Prime Minister Hun Sen on Wednesday claimed that his so-called ‘win-win’ policy that allowed Khmer Rouge militants to integrate into the Cambodian armed forces was the deciding factor that led to peace in the country.
At a meeting with former Khmer Rouge fighters in Pailin province, a stronghold of the group until the mid-1990s, Hun Sen said the policy had had a greater effect on creating a peaceful settlement than the Paris Peace Agreement of 1991 or the UNTAC elections of 1993.
He said UNTAC – the U.N. mission to Cambodia – had “spent heaps” to operate in Cambodia, but had left behind “a country of two factions and two governments that fought each other endlessly.”
Hun Sen disputed the results of the 1993 election, which he lost, and negotiated a co-prime ministerial role alongside Prince Norodom Ranariddh until a bloody 1997 coup saw him take full control.
“If there was no win-win policy,” he told those gathered in Pailin this week, “there would be no peace like now.”
Civil society groups raised concerns this week that the ideals of the Paris accords –which turn 25 years old this month – were not being fully implemented, pointing to alleged partisanship in the judiciary and restrictions on freedom of expression.
Son Chhay, an opposition lawmaker, said that members of his Cambodia National Rescue Party had come under assault in a series of legal cases, despite having legal immunity from prosecution.

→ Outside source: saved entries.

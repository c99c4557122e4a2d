// Copyright Amazon.com, Inc. or its affiliates. All Rights Reserved.
// SPDX-License-Identifier: MIT-0

use anyhow::Result;
use clap::Parser;
use pharos_token::{Generator, SigV4Presigner};
use tracing_subscriber::EnvFilter;

/// Prints a bearer token for the ambient AWS credentials.
#[derive(Debug, Clone, Parser)]
#[command(author, version, about, long_about = None)]
struct TokenOptions {
    #[arg(long, env("AWS_PROFILE"))]
    profile: Option<String>,
    #[arg(long, env("AWS_REGION"))]
    region: Option<String>,
    /// Role to assume before signing, e.g. from an EC2 instance.
    #[arg(long, env("PHAROS_ASSUME_ROLE_ARN"))]
    role_arn: Option<String>,
}

#[tokio::main]
async fn main() -> Result<()> {
    // stdout only carries the token
    tracing_subscriber::fmt()
        .with_env_filter(EnvFilter::new(
            std::env::var("RUST_LOG").unwrap_or_else(|_| "warn".into()),
        ))
        .with_writer(std::io::stderr)
        .with_target(false)
        .init();

    let options = TokenOptions::parse();

    tracing::debug!("[token] {:?}", &options);

    let presigner = SigV4Presigner::from_env(options.profile, options.region, options.role_arn).await?;
    let token = Generator::new(presigner).generate().await?;

    println!("{token}");

    Ok(())
}
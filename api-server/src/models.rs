// Copyright Amazon.com, Inc. or its affiliates. All Rights Reserved.
// SPDX-License-Identifier: MIT-0

use base64::{Engine as _, prelude::BASE64_STANDARD};
use chrono::{DateTime, Utc};
use serde::{Deserialize, Serialize};
use validator::Validate;

use crate::constants::{
    MAX_CLUSTER_AUTHORITY_DATA_LENGTH, MAX_CLUSTER_ID_LENGTH, MAX_ENVIRONMENT_LENGTH,
    MAX_SERVER_URL_LENGTH,
};

/// A Kubernetes cluster registered with the API.
#[derive(Debug, Clone, PartialEq, Eq, Serialize, Deserialize)]
pub struct Cluster {
    pub id: String,
    pub environment: String,
    pub server_url: String,
    /// Base64 encoded CA bundle of the cluster's API server.
    pub cluster_authority_data: String,
    pub deleted: bool,
    /// At most one non-deleted cluster per environment is active.
    pub active: bool,
    pub date_created: DateTime<Utc>,
    pub date_modified: DateTime<Utc>,
}

#[derive(Debug, Clone, Serialize, Deserialize, Validate)]
pub struct CreateCluster {
    #[validate(length(min = 1, max = MAX_CLUSTER_ID_LENGTH))]
    pub id: String,

    #[validate(length(min = 1, max = MAX_ENVIRONMENT_LENGTH))]
    pub environment: String,

    #[validate(url, length(max = MAX_SERVER_URL_LENGTH))]
    pub server_url: String,

    #[validate(length(min = 1, max = MAX_CLUSTER_AUTHORITY_DATA_LENGTH))]
    #[validate(custom(function = "validate_base64"))]
    pub cluster_authority_data: String,
}

impl CreateCluster {
    /// Trims surrounding whitespace from every field.
    pub fn trimmed(self) -> Self {
        Self {
            id: self.id.trim().to_string(),
            environment: self.environment.trim().to_string(),
            server_url: self.server_url.trim().to_string(),
            cluster_authority_data: self.cluster_authority_data.trim().to_string(),
        }
    }
}

fn validate_base64(value: &str) -> Result<(), validator::ValidationError> {
    BASE64_STANDARD
        .decode(value)
        .map(|_| ())
        .map_err(|_| validator::ValidationError::new("invalid_base64"))
}

#[derive(Debug, Clone, Serialize, Deserialize)]
pub struct UpdateCluster {
    pub active: bool,
}

#[derive(Debug, Clone, Default, Serialize, Deserialize)]
pub struct ListClusters {
    pub environment: Option<String>,
    #[serde(default)]
    pub active: bool,
}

“This is an urgent issue which needs to be dealt with soon to make state institutions stronger and reduce individual power,” he said.
Keo Remy, head of the Cambodia Human Rights Committee, a government body, rejected the allegations, saying the government’s human rights record was “not bad.”
“We continue to follow international standards. The most important is peace and continued stability... Look at Arab in middle east, where is human rights? In Syria, in Iraq and Afghanistan,” he said.